Task directions:
Set down the data again in full, keeping every line exactly as it is.

[[ Excerpted data open ]]

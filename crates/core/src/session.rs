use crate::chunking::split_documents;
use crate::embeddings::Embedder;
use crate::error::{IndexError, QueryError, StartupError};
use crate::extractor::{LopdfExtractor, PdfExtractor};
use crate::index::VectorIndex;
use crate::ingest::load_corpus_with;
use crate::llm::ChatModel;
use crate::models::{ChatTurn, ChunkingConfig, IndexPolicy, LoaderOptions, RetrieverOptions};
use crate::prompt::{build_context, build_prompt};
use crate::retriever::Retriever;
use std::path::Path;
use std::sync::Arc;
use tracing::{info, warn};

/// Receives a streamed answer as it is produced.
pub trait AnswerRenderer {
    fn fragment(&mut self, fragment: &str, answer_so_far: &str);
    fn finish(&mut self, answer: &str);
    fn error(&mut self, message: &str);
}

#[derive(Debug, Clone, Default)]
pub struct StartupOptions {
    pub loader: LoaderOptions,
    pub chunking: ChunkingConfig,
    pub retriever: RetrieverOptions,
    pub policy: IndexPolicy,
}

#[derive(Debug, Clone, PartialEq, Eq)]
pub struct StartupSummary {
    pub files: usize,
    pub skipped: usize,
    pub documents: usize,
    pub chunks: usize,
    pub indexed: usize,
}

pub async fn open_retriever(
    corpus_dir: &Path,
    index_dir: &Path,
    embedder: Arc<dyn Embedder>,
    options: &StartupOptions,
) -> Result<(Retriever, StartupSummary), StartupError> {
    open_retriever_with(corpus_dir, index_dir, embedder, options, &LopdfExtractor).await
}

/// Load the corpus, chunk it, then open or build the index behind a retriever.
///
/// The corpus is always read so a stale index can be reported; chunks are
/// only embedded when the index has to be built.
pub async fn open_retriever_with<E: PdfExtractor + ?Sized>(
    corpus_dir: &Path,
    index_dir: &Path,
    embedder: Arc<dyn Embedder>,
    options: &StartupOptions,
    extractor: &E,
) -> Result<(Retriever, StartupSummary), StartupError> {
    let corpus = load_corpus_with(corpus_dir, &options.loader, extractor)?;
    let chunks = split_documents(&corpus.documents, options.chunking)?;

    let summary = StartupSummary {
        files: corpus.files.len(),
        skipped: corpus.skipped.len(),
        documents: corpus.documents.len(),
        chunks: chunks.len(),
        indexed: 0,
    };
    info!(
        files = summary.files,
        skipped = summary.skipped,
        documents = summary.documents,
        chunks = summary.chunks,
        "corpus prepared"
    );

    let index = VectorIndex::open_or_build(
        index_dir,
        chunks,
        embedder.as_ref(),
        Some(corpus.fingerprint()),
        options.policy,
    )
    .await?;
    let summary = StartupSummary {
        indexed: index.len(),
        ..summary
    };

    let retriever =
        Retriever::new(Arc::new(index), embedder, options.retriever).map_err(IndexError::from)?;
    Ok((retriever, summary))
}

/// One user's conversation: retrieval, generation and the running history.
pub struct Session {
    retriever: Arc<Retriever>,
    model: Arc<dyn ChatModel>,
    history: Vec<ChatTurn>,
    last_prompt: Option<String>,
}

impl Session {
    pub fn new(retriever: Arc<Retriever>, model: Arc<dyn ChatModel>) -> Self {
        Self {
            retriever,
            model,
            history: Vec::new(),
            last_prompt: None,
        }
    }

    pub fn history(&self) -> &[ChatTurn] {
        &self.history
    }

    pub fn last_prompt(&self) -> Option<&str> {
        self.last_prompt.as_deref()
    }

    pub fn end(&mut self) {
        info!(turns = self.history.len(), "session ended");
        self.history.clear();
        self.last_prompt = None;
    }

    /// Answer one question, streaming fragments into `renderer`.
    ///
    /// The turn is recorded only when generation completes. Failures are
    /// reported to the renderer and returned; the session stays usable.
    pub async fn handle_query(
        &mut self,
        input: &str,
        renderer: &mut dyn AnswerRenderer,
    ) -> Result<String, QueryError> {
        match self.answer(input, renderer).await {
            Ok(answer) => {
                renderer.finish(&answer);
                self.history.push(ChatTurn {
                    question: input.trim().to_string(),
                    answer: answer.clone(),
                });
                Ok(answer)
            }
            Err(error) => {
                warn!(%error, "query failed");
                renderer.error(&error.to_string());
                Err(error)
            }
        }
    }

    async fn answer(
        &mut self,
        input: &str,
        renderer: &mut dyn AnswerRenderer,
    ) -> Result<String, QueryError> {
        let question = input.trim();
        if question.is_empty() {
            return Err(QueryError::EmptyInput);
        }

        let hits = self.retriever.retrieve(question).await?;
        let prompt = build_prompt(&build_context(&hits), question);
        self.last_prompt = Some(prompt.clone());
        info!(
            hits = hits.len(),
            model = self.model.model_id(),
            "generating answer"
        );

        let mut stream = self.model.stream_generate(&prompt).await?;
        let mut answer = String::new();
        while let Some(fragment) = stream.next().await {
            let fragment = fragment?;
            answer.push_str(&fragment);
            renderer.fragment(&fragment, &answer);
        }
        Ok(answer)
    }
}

[[ Excerpted data closed ]]

Response to this exercise:
filename crates/core/src/session.rs
use crate::chunking::split_documents;
use crate::embeddings::Embedder;
use crate::error::{IndexError, QueryError, StartupError};
use crate::extractor::{LopdfExtractor, PdfExtractor};
use crate::index::VectorIndex;
use crate::ingest::load_corpus_with;
use crate::llm::ChatModel;
use crate::models::{ChatTurn, ChunkingConfig, IndexPolicy, LoaderOptions, RetrieverOptions};
use crate::prompt::{build_context, build_prompt};
use crate::retriever::Retriever;
use std::path::Path;
use std::sync::Arc;
use tracing::{info, warn};

/// Receives a streamed answer as it is produced.
pub trait AnswerRenderer {
    fn fragment(&mut self, fragment: &str, answer_so_far: &str);
    fn finish(&mut self, answer: &str);
    fn error(&mut self, message: &str);
}

#[derive(Debug, Clone, Default)]
pub struct StartupOptions {
    pub loader: LoaderOptions,
    pub chunking: ChunkingConfig,
    pub retriever: RetrieverOptions,
    pub policy: IndexPolicy,
}

#[derive(Debug, Clone, PartialEq, Eq)]
pub struct StartupSummary {
    pub files: usize,
    pub skipped: usize,
    pub documents: usize,
    pub chunks: usize,
    pub indexed: usize,
}

pub async fn open_retriever(
    corpus_dir: &Path,
    index_dir: &Path,
    embedder: Arc<dyn Embedder>,
    options: &StartupOptions,
) -> Result<(Retriever, StartupSummary), StartupError> {
    open_retriever_with(corpus_dir, index_dir, embedder, options, &LopdfExtractor).await
}

/// Load the corpus, chunk it, then open or build the index behind a retriever.
///
/// The corpus is always read so a stale index can be reported; chunks are
/// only embedded when the index has to be built.
pub async fn open_retriever_with<E: PdfExtractor + ?Sized>(
    corpus_dir: &Path,
    index_dir: &Path,
    embedder: Arc<dyn Embedder>,
    options: &StartupOptions,
    extractor: &E,
) -> Result<(Retriever, StartupSummary), StartupError> {
    let corpus = load_corpus_with(corpus_dir, &options.loader, extractor)?;
    let chunks = split_documents(&corpus.documents, options.chunking)?;

    let summary = StartupSummary {
        files: corpus.files.len(),
        skipped: corpus.skipped.len(),
        documents: corpus.documents.len(),
        chunks: chunks.len(),
        indexed: 0,
    };
    info!(
        files = summary.files,
        skipped = summary.skipped,
        documents = summary.documents,
        chunks = summary.chunks,
        "corpus prepared"
    );

    let index = VectorIndex::open_or_build(
        index_dir,
        chunks,
        embedder.as_ref(),
        Some(corpus.fingerprint()),
        options.policy,
    )
    .await?;
    let summary = StartupSummary {
        indexed: index.len(),
        ..summary
    };

    let retriever =
        Retriever::new(Arc::new(index), embedder, options.retriever).map_err(IndexError::from)?;
    Ok((retriever, summary))
}

/// One user's conversation: retrieval, generation and the running history.
pub struct Session {
    retriever: Arc<Retriever>,
    model: Arc<dyn ChatModel>,
    history: Vec<ChatTurn>,
    last_prompt: Option<String>,
}

impl Session {
    pub fn new(retriever: Arc<Retriever>, model: Arc<dyn ChatModel>) -> Self {
        Self {
            retriever,
            model,
            history: Vec::new(),
            last_prompt: None,
        }
    }

    pub fn history(&self) -> &[ChatTurn] {
        &self.history
    }

    pub fn last_prompt(&self) -> Option<&str> {
        self.last_prompt.as_deref()
    }

    pub fn end(&mut self) {
        info!(turns = self.history.len(), "session ended");
        self.history.clear();
        self.last_prompt = None;
    }

    /// Answer one question, streaming fragments into `renderer`.
    ///
    /// The turn is recorded only when generation completes. Failures are
    /// reported to the renderer and returned; the session stays usable.
    pub async fn handle_query(
        &mut self,
        input: &str,
        renderer: &mut dyn AnswerRenderer,
    ) -> Result<String, QueryError> {
        match self.answer(input, renderer).await {
            Ok(answer) => {
                renderer.finish(&answer);
                self.history.push(ChatTurn {
                    question: input.trim().to_string(),
                    answer: answer.clone(),
                });
                Ok(answer)
            }
            Err(error) => {
                warn!(%error, "query failed");
                renderer.error(&error.to_string());
                Err(error)
            }
        }
    }

    async fn answer(
        &mut self,
        input: &str,
        renderer: &mut dyn AnswerRenderer,
    ) -> Result<String, QueryError> {
        let question = input.trim();
        if question.is_empty() {
            return Err(QueryError::EmptyInput);
        }

        let hits = self.retriever.retrieve(question).await?;
        let prompt = build_prompt(&build_context(&hits), question);
        self.last_prompt = Some(prompt.clone());
        info!(
            hits = hits.len(),
            model = self.model.model_id(),
            "generating answer"
        );

        let mut stream = self.model.stream_generate(&prompt).await?;
        let mut answer = String::new();
        while let Some(fragment) = stream.next().await {
            let fragment = fragment?;
            answer.push_str(&fragment);
            renderer.fragment(&fragment, &answer);
        }
        Ok(answer)
    }
}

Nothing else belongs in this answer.